The vulnerabilities, which appear in virtually every IP-addressable camera TrendNet produced after April 2010, were first reported in January on Console Cowboys. Using the information from the blog, vulnerable cameras could then be identified using the hardware search engine Shodan. This is the same search engine that has been used to find vulnerable SCADA systems in recent months.

According to the BBC people around the world used this information to start collecting images, and some of these images were also linked to Google Maps to identify the real-world location. The newspaper reported "messages on one forum included: 'Someone caught a guy in denmark (traced to ip) getting naked in the bathroom.' Another said: 'I think this guy is doing sit-ups.'"

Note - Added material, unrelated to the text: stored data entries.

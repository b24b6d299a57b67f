use thiserror::Error;

use super::{IcmpResponse, PingEvent, PingPreamble};

#[derive(Error, Debug, Clone, PartialEq)]
pub enum ParseError {
    #[error("unrecognized line: {line:?}")]
    Unrecognized { line: String },

    #[error("missing {field} in {line:?}")]
    MissingField { field: &'static str, line: String },

    #[error("invalid {field} value {value:?}")]
    InvalidField { field: &'static str, value: String },

    #[error("unsupported time unit {unit:?}")]
    UnsupportedUnit { unit: String },
}

/// Classify one output line.
///
/// Returns `Ok(None)` for blank and summary lines.
pub fn parse_line(line: &str) -> Result<Option<PingEvent>, ParseError> {
    let line = line.trim();

    if line.is_empty() || is_summary(line) {
        return Ok(None);
    }

    if let Some(rest) = line.strip_prefix("PING ") {
        return parse_preamble(rest, line).map(|p| Some(PingEvent::Preamble(p)));
    }

    if let Some(seq) = line
        .strip_prefix("Request timeout for icmp_seq ")
        .or_else(|| line.strip_prefix("no answer yet for icmp_seq="))
    {
        let icmp_seq = parse_field("icmp_seq", seq.trim())?;
        return Ok(Some(PingEvent::Response(IcmpResponse::lost(icmp_seq))));
    }

    // iputils reports unreachable destinations as `From <gw> icmp_seq=N ...`.
    if line.starts_with("From ") {
        let icmp_seq = line
            .split_whitespace()
            .find_map(|token| token.strip_prefix("icmp_seq="))
            .ok_or_else(|| missing("icmp_seq", line))?;
        let icmp_seq = parse_field("icmp_seq", icmp_seq)?;
        return Ok(Some(PingEvent::Response(IcmpResponse::lost(icmp_seq))));
    }

    if line.contains(" bytes from ") {
        return parse_reply(line).map(|r| Some(PingEvent::Response(r)));
    }

    Err(ParseError::Unrecognized {
        line: line.to_string(),
    })
}

fn is_summary(line: &str) -> bool {
    line.starts_with("---")
        || line.starts_with("round-trip")
        || line.starts_with("rtt ")
        || line.contains("packets transmitted")
}

fn missing(field: &'static str, line: &str) -> ParseError {
    ParseError::MissingField {
        field,
        line: line.to_string(),
    }
}

fn parse_field<T: std::str::FromStr>(field: &'static str, value: &str) -> Result<T, ParseError> {
    value.parse().map_err(|_| ParseError::InvalidField {
        field,
        value: value.to_string(),
    })
}

/// `PING host (ip): 56 data bytes` or `PING host (ip) 56(84) bytes of data.`
fn parse_preamble(rest: &str, line: &str) -> Result<PingPreamble, ParseError> {
    let host = rest
        .split(|c: char| c.is_whitespace() || c == '(')
        .next()
        .filter(|h| !h.is_empty())
        .ok_or_else(|| missing("host", line))?;

    let head = rest.split(')').next().unwrap_or(rest);
    let ip = head
        .rfind('(')
        .map(|open| &head[open + 1..])
        .filter(|ip| !ip.is_empty())
        .unwrap_or(host);

    Ok(PingPreamble {
        host: host.to_string(),
        ip: ip.to_string(),
    })
}

/// `<size> bytes from <host>: icmp_seq=<n> ttl=<t> time=<v> <unit>`
///
/// The `key=value` fields are read from the end of the line, the
/// `<size> bytes from <host>` prefix from the start.
fn parse_reply(line: &str) -> Result<IcmpResponse, ParseError> {
    let split = line
        .find(" icmp_seq=")
        .or_else(|| line.find(" icmp_req="))
        .ok_or_else(|| missing("icmp_seq", line))?;
    let (prefix, fields) = line.split_at(split);

    let mut icmp_seq: Option<u64> = None;
    let mut ttl: Option<u32> = None;
    let mut time_ms: Option<f64> = None;
    let mut unit: Option<&str> = None;

    for token in fields.split_whitespace().rev() {
        let Some((key, value)) = token.split_once('=') else {
            unit = Some(token);
            continue;
        };

        match key {
            "icmp_seq" | "icmp_req" => icmp_seq = Some(parse_field("icmp_seq", value)?),
            "ttl" | "hlim" => ttl = Some(parse_field("ttl", value)?),
            "time" => {
                let raw: f64 = parse_field("time", value)?;
                time_ms = Some(to_ms(raw, unit.unwrap_or("ms"))?);
            }
            _ => {}
        }
        unit = None;
    }

    let prefix = prefix.trim_end_matches(|c: char| c == ':' || c == ',');
    let (size, host) = prefix
        .split_once(" bytes from ")
        .ok_or_else(|| missing("host", line))?;

    // `localhost (127.0.0.1)` reports the address in parentheses.
    let host = match host.split_once(" (") {
        Some((_, ip)) => ip.trim_end_matches(')'),
        None => host,
    };

    Ok(IcmpResponse {
        host: Some(host.trim().to_string()),
        time_ms: time_ms.ok_or_else(|| missing("time", line))?,
        icmp_seq: icmp_seq.ok_or_else(|| missing("icmp_seq", line))?,
        ttl: ttl.ok_or_else(|| missing("ttl", line))?,
        packet_size_bytes: Some(parse_field("packet size", size.trim())?),
    })
}

fn to_ms(value: f64, unit: &str) -> Result<f64, ParseError> {
    match unit {
        "ms" => Ok(value),
        "s" => Ok(value * 1000.0),
        "us" | "usec" => Ok(value / 1000.0),
        other => Err(ParseError::UnsupportedUnit {
            unit: other.to_string(),
        }),
    }
}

TrendNet, a company whose slogan is "Networks People Trust," has acknowledged the vulnerabilities in 26 models of its camera. The company said on Monday in a press release that it was working to provide firmware updates to all affected models.

The company also said it had traced the problem to an update that had been applied in early 2010. The question is how come no one noticed until early 2012?

Update: IF you want to see some vulnerable camera images, Shodan has this webcam browser site available.